Got home at 7.30 on Sat morning. Went to Richmond in the afternoon - sausage and sauerkraut lunch at Stein's by the river, cricket with the kids in Petersham Meadow. Richmond is great - it's like going back in time to an 18th century town just outside London, slow green river, lush green banks, Marble Hill House, glowing like a great smug white beacon of civilisation on the opposite bank from Ham House.
Went home and slept for fifteen hours. Hopefully that has de-jetlagged me.
Shoe shopping for the girls on Northcote Road today. Larry now has black Mary Janes for school and also cool black plimsolls. Curly has ox-blood red Mary Janes and olive-green T-bar plimsolls - or plimples, as she insists on calling them.
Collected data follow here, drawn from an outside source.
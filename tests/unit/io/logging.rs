//! Tests for logger initialization

#[cfg(test)]
mod tests {
    use randopanel::io::logging::{default_filter, init};

    // Tests the verbose flag raises the default level
    // Verified by swapping the two filters
    #[test]
    fn test_default_filter() {
        assert_eq!(default_filter(false), "warn");
        assert_eq!(default_filter(true), "debug");
    }

    // Tests a second initialization reports the existing logger
    // Verified by ignoring the try_init result
    #[test]
    fn test_init_only_once() {
        // Another test may have installed the logger first
        let _ = init(false);
        assert!(!init(true));
        log::debug!("logger installed");
    }
}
Curly is very much a red shoe kind of girl.
Lunch at Tony's Cafe - the only place on Northcote Road where you can feed a family of five for less than GBP15. Had lunch before buying aforesaid shoes - it is a mistake to shop when you are hungry. We would have been seriously in danger of buying a couple of steaks and tying them to Larry's feet with stringbeans. Lunch was all variations on egg, chips, beans, bacon, sausage, black pudding. Conversation revolves around which sitcoms we secretly enjoy watching. LSS admits to Scrubs. I admit to Two and a Half Men. I don't know which is more shameful really. I've never made it through more than 5 minutes of The Office, which everybody says is a cutting edge very funny sitcom. And yet I have knowingly watched many episodes of Two and a Half Men, which stars Charlie Sheen, for god's sake. On the other hand, Scrubs is embarrassing because it thinks it's so original and cutting edge, when it is about as cutting edge as the cutlery I bought at Woolworth's in 1987 to furnish my first flat.
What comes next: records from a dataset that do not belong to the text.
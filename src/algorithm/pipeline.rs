//! End-to-end panel generation driven by a single seeded random source
//!
//! The stages run in a fixed order, all drawing from the same `StdRng`:
//! vertex walk, region partition, region coloring. The same seed and request
//! therefore always yield the same descriptor.

use log::debug;
use rand::{SeedableRng, rngs::StdRng};

use crate::algorithm::coloring::{RegionBounds, assign_colors};
use crate::algorithm::path::{PathError, PathGenerator};
use crate::algorithm::regions::{RegionMembers, partition_regions};
use crate::io::configuration::{
    DEFAULT_DIMENSIONS, DEFAULT_MIN_PER_REGION, MAX_PANEL_DIMENSION, MAX_PATH_ATTEMPTS,
    PANEL_SHAPE, PATH_SEARCH_BUDGET,
};
use crate::io::error::{AlgorithmError, Result, invalid_parameter};
use crate::io::palette::Palette;
use crate::io::placement::Descriptor;
use crate::spatial::grid::{CellGrid, VertexGrid, cell_grid_for, vertex_grid_for};

/// Validated parameters of a single panel
#[derive(Debug, Clone, PartialEq, Eq)]
pub struct PanelRequest {
    /// Panel size in cells (columns, rows)
    pub dimensions: (usize, usize),
    /// Colors available to the regions
    pub palette: Palette,
    /// Limits on colored cells per region
    pub bounds: RegionBounds,
}

impl PanelRequest {
    /// Create a request, checking the panel size
    ///
    /// # Errors
    ///
    /// Returns an error if either dimension is 0 or larger than
    /// [`MAX_PANEL_DIMENSION`]
    pub fn new(
        dimensions: (usize, usize),
        palette: Palette,
        min_per_region: usize,
        max_per_region: Option<usize>,
    ) -> Result<Self> {
        for (parameter, value) in [("width", dimensions.0), ("height", dimensions.1)] {
            if value == 0 {
                return Err(invalid_parameter(parameter, &value, &"must be 1 or greater"));
            }
            if value > MAX_PANEL_DIMENSION {
                return Err(invalid_parameter(
                    parameter,
                    &value,
                    &format!("must not exceed {MAX_PANEL_DIMENSION}"),
                ));
            }
        }

        Ok(Self {
            dimensions,
            palette,
            bounds: RegionBounds {
                min_per_region,
                max_per_region,
            },
        })
    }
}

impl Default for PanelRequest {
    fn default() -> Self {
        Self {
            dimensions: DEFAULT_DIMENSIONS,
            palette: Palette::default(),
            bounds: RegionBounds {
                min_per_region: DEFAULT_MIN_PER_REGION,
                max_per_region: None,
            },
        }
    }
}

/// A generated panel with every intermediate structure kept for inspection
#[derive(Debug, Clone)]
pub struct Panel {
    /// Visit orders of the vertex path
    pub vertices: VertexGrid,
    /// Number of vertices on the path
    pub path_length: u32,
    /// Region and color of every cell
    pub cells: CellGrid,
    /// Member cells of each region, region 1 first
    pub regions: RegionMembers,
    /// Number of colored cells in each region, region 1 first
    pub colored: Vec<usize>,
    /// Palette the colors refer to
    pub palette: Palette,
}

impl Panel {
    /// Panel size in cells (columns, rows)
    pub fn dimensions(&self) -> (usize, usize) {
        self.cells.dim()
    }

    /// Number of regions the path carved out
    pub fn region_count(&self) -> usize {
        self.regions.len()
    }

    /// Descriptor handed to the renderer
    pub fn descriptor(&self) -> Descriptor {
        Descriptor::from_cells(PANEL_SHAPE, self.palette.names(), &self.cells)
    }
}

/// Seeded panel generator
pub struct PanelGenerator {
    rng: StdRng,
    path_generator: PathGenerator,
    max_attempts: usize,
}

impl PanelGenerator {
    /// Create a generator with the default search limits
    pub fn new(seed: u64) -> Self {
        Self::with_search_limits(seed, PATH_SEARCH_BUDGET, MAX_PATH_ATTEMPTS)
    }

    /// Create a generator with a custom path budget and attempt limit
    pub fn with_search_limits(seed: u64, budget: usize, max_attempts: usize) -> Self {
        Self {
            rng: StdRng::seed_from_u64(seed),
            path_generator: PathGenerator::new(budget),
            max_attempts,
        }
    }

    /// Generate one panel
    ///
    /// Consecutive calls continue the same random stream, so a generator
    /// yields a reproducible sequence of panels.
    ///
    /// # Errors
    ///
    /// Returns [`AlgorithmError::PathExhausted`] if no vertex path is found
    /// within the attempt limit
    pub fn generate(&mut self, request: &PanelRequest) -> Result<Panel> {
        let (vertices, path_length) = self.walk_vertices(request.dimensions)?;

        let mut cells = cell_grid_for(request.dimensions);
        let regions = partition_regions(&mut cells, &vertices);
        debug!(
            "{}x{} panel split into {} region(s)",
            request.dimensions.0,
            request.dimensions.1,
            regions.len()
        );

        let colored = assign_colors(
            &mut cells,
            &regions,
            request.palette.len(),
            request.bounds,
            &mut self.rng,
        );

        Ok(Panel {
            vertices,
            path_length,
            cells,
            regions,
            colored,
            palette: request.palette.clone(),
        })
    }

    fn walk_vertices(&mut self, dimensions: (usize, usize)) -> Result<(VertexGrid, u32)> {
        let mut vertices = vertex_grid_for(dimensions);

        for attempt in 1..=self.max_attempts {
            match self.path_generator.generate(&mut vertices, &mut self.rng) {
                Ok(length) => return Ok((vertices, length)),
                Err(PathError::BudgetExceeded) => {
                    debug!("Path attempt {attempt} ran out of budget, restarting");
                }
                Err(PathError::NoPath) => {
                    return Err(AlgorithmError::PathExhausted {
                        vertex_dimensions: vertices.dim(),
                        attempts: attempt,
                    });
                }
            }
        }

        Err(AlgorithmError::PathExhausted {
            vertex_dimensions: vertices.dim(),
            attempts: self.max_attempts,
        })
    }
}

/// Generate the descriptor string of one panel
///
/// # Errors
///
/// Returns an error if path generation fails
pub fn generate(request: &PanelRequest, seed: u64) -> Result<String> {
    let panel = PanelGenerator::new(seed).generate(request)?;
    Ok(panel.descriptor().to_string())
}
LSS asks what I would serve up if I were throwing a dinner party: answer - smoked salmon and homemade brown bread; steak and kidney pie, buttery new potatoes and green beans; treacle tart and custard. It's not fancy, but I guarantee that any guest who isn't a vegetarian will enjoy it - certainly if they went to public school.
2 Comments:
Ain't that the truth about Gary Oldman? I was not really prepared to suspend disbelief when he was throwing a wobbler after popping those little pills. Other violence in that film was quiet shocking, though I finished watching (not seen it for a decade either, though it still feels like yesterday) wanting to know what happened to Leon's pot plant.
You got your first flat when you were 23?